→ WHAT YOU SHOULD DO:
Make an exact copy of the lines below.

→ EXERCISE DATA:
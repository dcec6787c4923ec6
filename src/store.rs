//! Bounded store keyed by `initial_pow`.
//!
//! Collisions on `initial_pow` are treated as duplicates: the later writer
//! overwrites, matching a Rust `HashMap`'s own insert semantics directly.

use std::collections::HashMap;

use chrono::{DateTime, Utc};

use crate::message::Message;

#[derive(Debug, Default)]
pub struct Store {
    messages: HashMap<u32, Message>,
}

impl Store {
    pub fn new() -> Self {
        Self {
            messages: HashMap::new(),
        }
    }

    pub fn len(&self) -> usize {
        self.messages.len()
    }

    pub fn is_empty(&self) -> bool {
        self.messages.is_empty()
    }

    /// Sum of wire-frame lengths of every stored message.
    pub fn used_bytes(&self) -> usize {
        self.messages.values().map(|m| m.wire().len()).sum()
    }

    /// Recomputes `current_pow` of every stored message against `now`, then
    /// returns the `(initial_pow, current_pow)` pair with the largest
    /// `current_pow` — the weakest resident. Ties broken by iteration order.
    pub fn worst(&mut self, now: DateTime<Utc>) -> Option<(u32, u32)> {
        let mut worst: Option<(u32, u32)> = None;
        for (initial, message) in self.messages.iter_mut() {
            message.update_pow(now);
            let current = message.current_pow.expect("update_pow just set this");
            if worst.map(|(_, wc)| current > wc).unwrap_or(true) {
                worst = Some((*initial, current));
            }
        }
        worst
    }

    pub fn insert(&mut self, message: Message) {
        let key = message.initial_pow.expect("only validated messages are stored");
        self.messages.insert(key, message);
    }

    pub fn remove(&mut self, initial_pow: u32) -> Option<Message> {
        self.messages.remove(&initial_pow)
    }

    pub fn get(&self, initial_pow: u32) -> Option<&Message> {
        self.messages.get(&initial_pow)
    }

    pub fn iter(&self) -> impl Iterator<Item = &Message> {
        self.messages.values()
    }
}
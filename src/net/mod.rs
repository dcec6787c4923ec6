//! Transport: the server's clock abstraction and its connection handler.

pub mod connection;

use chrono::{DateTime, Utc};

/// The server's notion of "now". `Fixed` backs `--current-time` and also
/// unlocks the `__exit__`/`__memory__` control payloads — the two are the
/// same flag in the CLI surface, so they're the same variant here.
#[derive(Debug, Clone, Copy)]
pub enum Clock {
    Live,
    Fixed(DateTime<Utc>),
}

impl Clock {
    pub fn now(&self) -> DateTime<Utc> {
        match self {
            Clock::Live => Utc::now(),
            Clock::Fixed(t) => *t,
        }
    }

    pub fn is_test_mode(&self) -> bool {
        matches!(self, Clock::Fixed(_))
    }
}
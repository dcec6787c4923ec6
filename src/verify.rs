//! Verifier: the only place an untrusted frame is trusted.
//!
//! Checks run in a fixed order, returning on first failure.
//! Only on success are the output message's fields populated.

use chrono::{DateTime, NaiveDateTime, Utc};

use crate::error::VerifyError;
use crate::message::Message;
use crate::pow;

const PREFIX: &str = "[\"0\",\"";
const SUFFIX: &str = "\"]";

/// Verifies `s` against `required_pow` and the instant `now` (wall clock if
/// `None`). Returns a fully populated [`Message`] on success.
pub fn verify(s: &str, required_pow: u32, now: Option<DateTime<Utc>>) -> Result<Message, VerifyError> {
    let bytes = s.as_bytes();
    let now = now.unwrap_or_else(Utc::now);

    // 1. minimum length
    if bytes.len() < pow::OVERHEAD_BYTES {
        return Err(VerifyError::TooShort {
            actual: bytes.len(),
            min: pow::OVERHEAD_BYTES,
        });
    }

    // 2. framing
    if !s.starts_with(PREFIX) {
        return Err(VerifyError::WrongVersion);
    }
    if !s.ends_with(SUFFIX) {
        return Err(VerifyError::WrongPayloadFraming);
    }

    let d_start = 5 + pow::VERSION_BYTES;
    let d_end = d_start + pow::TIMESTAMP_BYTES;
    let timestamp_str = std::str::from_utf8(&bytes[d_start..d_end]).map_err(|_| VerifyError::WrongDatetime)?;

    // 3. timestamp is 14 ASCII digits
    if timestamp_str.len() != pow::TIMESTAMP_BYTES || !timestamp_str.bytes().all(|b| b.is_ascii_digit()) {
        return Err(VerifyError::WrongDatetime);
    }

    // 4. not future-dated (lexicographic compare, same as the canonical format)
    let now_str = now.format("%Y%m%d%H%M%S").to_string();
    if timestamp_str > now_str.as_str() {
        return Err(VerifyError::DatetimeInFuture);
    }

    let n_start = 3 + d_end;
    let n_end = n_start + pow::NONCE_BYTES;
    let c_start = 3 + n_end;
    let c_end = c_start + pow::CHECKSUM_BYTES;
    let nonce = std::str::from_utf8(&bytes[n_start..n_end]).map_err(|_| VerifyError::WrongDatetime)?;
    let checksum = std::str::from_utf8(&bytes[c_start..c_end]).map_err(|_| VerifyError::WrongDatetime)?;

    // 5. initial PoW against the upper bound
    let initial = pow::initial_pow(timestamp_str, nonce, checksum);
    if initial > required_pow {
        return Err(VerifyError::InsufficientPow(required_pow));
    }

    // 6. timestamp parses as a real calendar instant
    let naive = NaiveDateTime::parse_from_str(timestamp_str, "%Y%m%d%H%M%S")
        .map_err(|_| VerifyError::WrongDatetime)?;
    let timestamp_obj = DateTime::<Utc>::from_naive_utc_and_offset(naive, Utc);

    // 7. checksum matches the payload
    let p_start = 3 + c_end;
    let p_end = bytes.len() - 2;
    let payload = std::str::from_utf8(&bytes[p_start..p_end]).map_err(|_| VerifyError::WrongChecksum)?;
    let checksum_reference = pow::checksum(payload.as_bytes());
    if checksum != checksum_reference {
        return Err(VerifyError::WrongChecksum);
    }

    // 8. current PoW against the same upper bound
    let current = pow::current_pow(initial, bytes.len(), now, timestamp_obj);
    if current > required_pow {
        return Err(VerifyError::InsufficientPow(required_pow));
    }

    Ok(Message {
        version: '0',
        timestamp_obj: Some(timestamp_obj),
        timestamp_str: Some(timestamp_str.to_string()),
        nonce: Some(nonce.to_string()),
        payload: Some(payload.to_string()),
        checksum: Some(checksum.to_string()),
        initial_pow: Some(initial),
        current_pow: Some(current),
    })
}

→ RESPONSE FOR THIS EXERCISE:
repository dcec6787c4923ec6
filename src/store.rs
//! Bounded store keyed by `initial_pow`.
//!
//! Collisions on `initial_pow` are treated as duplicates: the later writer
//! overwrites, matching a Rust `HashMap`'s own insert semantics directly.

use std::collections::HashMap;

use chrono::{DateTime, Utc};

use crate::message::Message;

#[derive(Debug, Default)]
pub struct Store {
    messages: HashMap<u32, Message>,
}

impl Store {
    pub fn new() -> Self {
        Self {
            messages: HashMap::new(),
        }
    }

    pub fn len(&self) -> usize {
        self.messages.len()
    }

    pub fn is_empty(&self) -> bool {
        self.messages.is_empty()
    }

    /// Sum of wire-frame lengths of every stored message.
    pub fn used_bytes(&self) -> usize {
        self.messages.values().map(|m| m.wire().len()).sum()
    }

    /// Recomputes `current_pow` of every stored message against `now`, then
    /// returns the `(initial_pow, current_pow)` pair with the largest
    /// `current_pow` — the weakest resident. Ties broken by iteration order.
    pub fn worst(&mut self, now: DateTime<Utc>) -> Option<(u32, u32)> {
        let mut worst: Option<(u32, u32)> = None;
        for (initial, message) in self.messages.iter_mut() {
            message.update_pow(now);
            let current = message.current_pow.expect("update_pow just set this");
            if worst.map(|(_, wc)| current > wc).unwrap_or(true) {
                worst = Some((*initial, current));
            }
        }
        worst
    }

    pub fn insert(&mut self, message: Message) {
        let key = message.initial_pow.expect("only validated messages are stored");
        self.messages.insert(key, message);
    }

    pub fn remove(&mut self, initial_pow: u32) -> Option<Message> {
        self.messages.remove(&initial_pow)
    }

    pub fn get(&self, initial_pow: u32) -> Option<&Message> {
        self.messages.get(&initial_pow)
    }

    pub fn iter(&self) -> impl Iterator<Item = &Message> {
        self.messages.values()
    }
}
filename src/net/mod.rs
repository dcec6787c4923ec6
//! Transport: the server's clock abstraction and its connection handler.

pub mod connection;

use chrono::{DateTime, Utc};

/// The server's notion of "now". `Fixed` backs `--current-time` and also
/// unlocks the `__exit__`/`__memory__` control payloads — the two are the
/// same flag in the CLI surface, so they're the same variant here.
#[derive(Debug, Clone, Copy)]
pub enum Clock {
    Live,
    Fixed(DateTime<Utc>),
}

impl Clock {
    pub fn now(&self) -> DateTime<Utc> {
        match self {
            Clock::Live => Utc::now(),
            Clock::Fixed(t) => *t,
        }
    }

    pub fn is_test_mode(&self) -> bool {
        matches!(self, Clock::Fixed(_))
    }
}
repository dcec6787c4923ec6
filename src/verify.rs
//! Verifier: the only place an untrusted frame is trusted.
//!
//! Checks run in a fixed order, returning on first failure.
//! Only on success are the output message's fields populated.

use chrono::{DateTime, NaiveDateTime, Utc};

use crate::error::VerifyError;
use crate::message::Message;
use crate::pow;

const PREFIX: &str = "[\"0\",\"";
const SUFFIX: &str = "\"]";

/// Verifies `s` against `required_pow` and the instant `now` (wall clock if
/// `None`). Returns a fully populated [`Message`] on success.
pub fn verify(s: &str, required_pow: u32, now: Option<DateTime<Utc>>) -> Result<Message, VerifyError> {
    let bytes = s.as_bytes();
    let now = now.unwrap_or_else(Utc::now);

    // 1. minimum length
    if bytes.len() < pow::OVERHEAD_BYTES {
        return Err(VerifyError::TooShort {
            actual: bytes.len(),
            min: pow::OVERHEAD_BYTES,
        });
    }

    // 2. framing
    if !s.starts_with(PREFIX) {
        return Err(VerifyError::WrongVersion);
    }
    if !s.ends_with(SUFFIX) {
        return Err(VerifyError::WrongPayloadFraming);
    }

    let d_start = 5 + pow::VERSION_BYTES;
    let d_end = d_start + pow::TIMESTAMP_BYTES;
    let timestamp_str = std::str::from_utf8(&bytes[d_start..d_end]).map_err(|_| VerifyError::WrongDatetime)?;

    // 3. timestamp is 14 ASCII digits
    if timestamp_str.len() != pow::TIMESTAMP_BYTES || !timestamp_str.bytes().all(|b| b.is_ascii_digit()) {
        return Err(VerifyError::WrongDatetime);
    }

    // 4. not future-dated (lexicographic compare, same as the canonical format)
    let now_str = now.format("%Y%m%d%H%M%S").to_string();
    if timestamp_str > now_str.as_str() {
        return Err(VerifyError::DatetimeInFuture);
    }

    let n_start = 3 + d_end;
    let n_end = n_start + pow::NONCE_BYTES;
    let c_start = 3 + n_end;
    let c_end = c_start + pow::CHECKSUM_BYTES;
    let nonce = std::str::from_utf8(&bytes[n_start..n_end]).map_err(|_| VerifyError::WrongDatetime)?;
    let checksum = std::str::from_utf8(&bytes[c_start..c_end]).map_err(|_| VerifyError::WrongDatetime)?;

    // 5. initial PoW against the upper bound
    let initial = pow::initial_pow(timestamp_str, nonce, checksum);
    if initial > required_pow {
        return Err(VerifyError::InsufficientPow(required_pow));
    }

    // 6. timestamp parses as a real calendar instant
    let naive = NaiveDateTime::parse_from_str(timestamp_str, "%Y%m%d%H%M%S")
        .map_err(|_| VerifyError::WrongDatetime)?;
    let timestamp_obj = DateTime::<Utc>::from_naive_utc_and_offset(naive, Utc);

    // 7. checksum matches the payload
    let p_start = 3 + c_end;
    let p_end = bytes.len() - 2;
    let payload = std::str::from_utf8(&bytes[p_start..p_end]).map_err(|_| VerifyError::WrongChecksum)?;
    let checksum_reference = pow::checksum(payload.as_bytes());
    if checksum != checksum_reference {
        return Err(VerifyError::WrongChecksum);
    }

    // 8. current PoW against the same upper bound
    let current = pow::current_pow(initial, bytes.len(), now, timestamp_obj);
    if current > required_pow {
        return Err(VerifyError::InsufficientPow(required_pow));
    }

    Ok(Message {
        version: '0',
        timestamp_obj: Some(timestamp_obj),
        timestamp_str: Some(timestamp_str.to_string()),
        nonce: Some(nonce.to_string()),
        payload: Some(payload.to_string()),
        checksum: Some(checksum.to_string()),
        initial_pow: Some(initial),
        current_pow: Some(current),
    })
}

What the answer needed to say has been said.